Dampak penurunan DBH sawit ini cukup signifikan terhadap program pembangunan di Kotim. Sebagian besar dana tersebut, sekitar 80-90 persen, dialokasikan untuk pembangunan infrastruktur. "Semakin besar DBH Sawit yang diterima maka semakin banyak atau besar program infrastruktur yang bisa dilaksanakan, sebaliknya semakin berkurang DBH Sawit maka pembangunan yang bersumber dari dana itu akan berkurang juga," kata Ramadansyah.
Kepala Dinas Sumber Daya Air, Bina Marga, Bina Konstruksi, Perumahan Rakyat dan Kawasan Permukiman (SDABMBKPRKP) Kotim, Mentana Dhinar Tistama, membenarkan hal tersebut.
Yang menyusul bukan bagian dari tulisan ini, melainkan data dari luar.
//! Event source adapter
//!
//! The writer flushes each window into `<event_root>/<bucket_start_millis>/`,
//! one file per key path. Files still being written carry a `.tmp` suffix
//! and are renamed into place when complete.

use crate::error::Result;
use crate::types::{Event, Millis};
use std::io;
use std::path::{Component, Path, PathBuf};

/// Source of raw events for one writer bucket.
pub trait EventSource: Send {
    /// All complete events of `bucket`. An absent bucket yields no events.
    fn list(&self, bucket: Millis) -> Result<Vec<Event>>;
}

/// Reads bucket directories under an event root on disk.
#[derive(Debug, Clone)]
pub struct FileEventSource {
    root: PathBuf,
}

impl FileEventSource {
    pub fn new(root: impl Into<PathBuf>) -> Self {
        Self { root: root.into() }
    }

    pub fn root(&self) -> &Path {
        &self.root
    }

    pub fn bucket_dir(&self, bucket: Millis) -> PathBuf {
        self.root.join(bucket.to_string())
    }
}

impl EventSource for FileEventSource {
    fn list(&self, bucket: Millis) -> Result<Vec<Event>> {
        let dir = self.bucket_dir(bucket);
        if !dir.is_dir() {
            tracing::debug!(bucket, dir = %dir.display(), "Bucket directory absent");
            return Ok(Vec::new());
        }

        let pattern = format!("{}/**/*", glob::Pattern::escape(&dir.to_string_lossy()));
        let entries = glob::glob(&pattern)
            .map_err(|e| io::Error::new(io::ErrorKind::InvalidInput, e.to_string()))?;

        let mut events = Vec::new();
        let mut undecodable = 0usize;
        for entry in entries {
            let path = entry.map_err(|e| e.into_error())?;
            if !path.is_file() || path.extension().is_some_and(|ext| ext == "tmp") {
                continue;
            }

            let key = relative_key(&dir, &path)?;
            let bytes = match std::fs::read(&path) {
                Ok(bytes) => bytes,
                // Writer retired the bucket while we were listing it
                Err(e) if e.kind() == io::ErrorKind::NotFound => continue,
                Err(e) => return Err(e.into()),
            };
            // A corrupt value loses only its own event, not the bucket
            let value = match String::from_utf8(bytes) {
                Ok(value) => value,
                Err(e) => {
                    undecodable += 1;
                    tracing::warn!(bucket, key = %key, error = %e, "Dropping event with non UTF-8 value");
                    continue;
                }
            };
            events.push(Event::new(key, value));
        }

        tracing::debug!(bucket, count = events.len(), undecodable, "Listed bucket events");
        Ok(events)
    }
}

/// `/`-separated key of `path` relative to the bucket directory.
fn relative_key(dir: &Path, path: &Path) -> io::Result<String> {
    let relative = path.strip_prefix(dir).map_err(|_| {
        io::Error::new(
            io::ErrorKind::InvalidData,
            format!("{} is outside {}", path.display(), dir.display()),
        )
    })?;

    let mut segments = Vec::new();
    for component in relative.components() {
        match component {
            Component::Normal(part) => {
                let part = part.to_str().ok_or_else(|| {
                    io::Error::new(
                        io::ErrorKind::InvalidData,
                        format!("non UTF-8 event path: {}", path.display()),
                    )
                })?;
                segments.push(part);
            }
            _ => {
                return Err(io::Error::new(
                    io::ErrorKind::InvalidData,
                    format!("malformed event path: {}", path.display()),
                ))
            }
        }
    }

    if segments.is_empty() {
        return Err(io::Error::new(
            io::ErrorKind::InvalidData,
            format!("empty event path: {}", path.display()),
        ));
    }
    Ok(segments.join("/"))
}

#[cfg(test)]
mod tests {
    use super::*;
    use std::fs;
    use tempfile::TempDir;

    fn write(root: &Path, rel: &str, content: &str) {
        let path = root.join(rel);
        fs::create_dir_all(path.parent().unwrap()).unwrap();
        fs::write(path, content).unwrap();
    }

    #[test]
    fn test_list_bucket() {
        let temp = TempDir::new().unwrap();
        write(temp.path(), "5000/threads/1/os_metrics", "{\"current_time\":5001}\n");
        write(temp.path(), "5000/indices/logs/0", "{\"current_time\":5002}\n");
        write(temp.path(), "5000/threads/2/os_metrics.tmp", "partial");
        write(temp.path(), "10000/threads/1/os_metrics", "{\"current_time\":10001}\n");

        let source = FileEventSource::new(temp.path());
        let mut keys: Vec<String> = source.list(5000).unwrap().into_iter().map(|e| e.key).collect();
        keys.sort();
        assert_eq!(keys, vec!["indices/logs/0", "threads/1/os_metrics"]);
    }

    #[test]
    fn test_undecodable_value_drops_only_that_event() {
        let temp = TempDir::new().unwrap();
        write(temp.path(), "5000/threads/1/os_metrics", "{\"current_time\":5001}\n");
        let bad = temp.path().join("5000/indices/logs/0");
        fs::create_dir_all(bad.parent().unwrap()).unwrap();
        fs::write(&bad, b"\xff\xfe").unwrap();

        let events = FileEventSource::new(temp.path()).list(5000).unwrap();
        assert_eq!(events.len(), 1);
        assert_eq!(events[0].key, "threads/1/os_metrics");
    }

    #[test]
    fn test_absent_bucket_is_empty() {
        let temp = TempDir::new().unwrap();
        let source = FileEventSource::new(temp.path().join("missing"));
        assert!(source.list(5000).unwrap().is_empty());
    }

    #[test]
    fn test_root_with_glob_metacharacters() {
        let temp = TempDir::new().unwrap();
        let root = temp.path().join("events[1]");
        write(&root, "0/cluster_topology", "{\"current_time\":1}\n");

        let events = FileEventSource::new(&root).list(0).unwrap();
        assert_eq!(events.len(), 1);
        assert_eq!(events[0].key, "cluster_topology");
        assert!(events[0].value.starts_with("{\"current_time\""));
    }

    #[test]
    fn test_relative_key_rejects_outside_paths() {
        let err = relative_key(Path::new("/a/b"), Path::new("/c/d")).unwrap_err();
        assert_eq!(err.kind(), io::ErrorKind::InvalidData);
    }

    #[cfg(unix)]
    #[test]
    fn test_non_utf8_path_is_invalid_data() {
        use std::ffi::OsStr;
        use std::os::unix::ffi::OsStrExt;

        let dir = Path::new("/bucket");
        let path = dir.join(OsStr::from_bytes(b"threads/\xff/os_metrics"));
        let err = relative_key(dir, &path).unwrap_err();
        assert_eq!(err.kind(), io::ErrorKind::InvalidData);
    }
}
Ia menyatakan bahwa penurunan DBH sawit berdampak langsung pada program infrastruktur yang sedang berjalan. "Kalau tahun-tahun sebelumnya kita dapat lebih banyak dana, lalu tahun ini berkurang maka tentu berdampak pada infrastruktur," tuturnya.
Hingga saat ini, pemerintah Kotim masih menunggu penjelasan resmi dari Kementerian Keuangan terkait penyebab penurunan DBH Sawit ini dan bagaimana strategi selanjutnya untuk menghadapi dampak dari pengurangan dana tersebut. Kejelasan informasi dari pemerintah pusat sangat dibutuhkan untuk perencanaan pembangunan daerah kedepannya.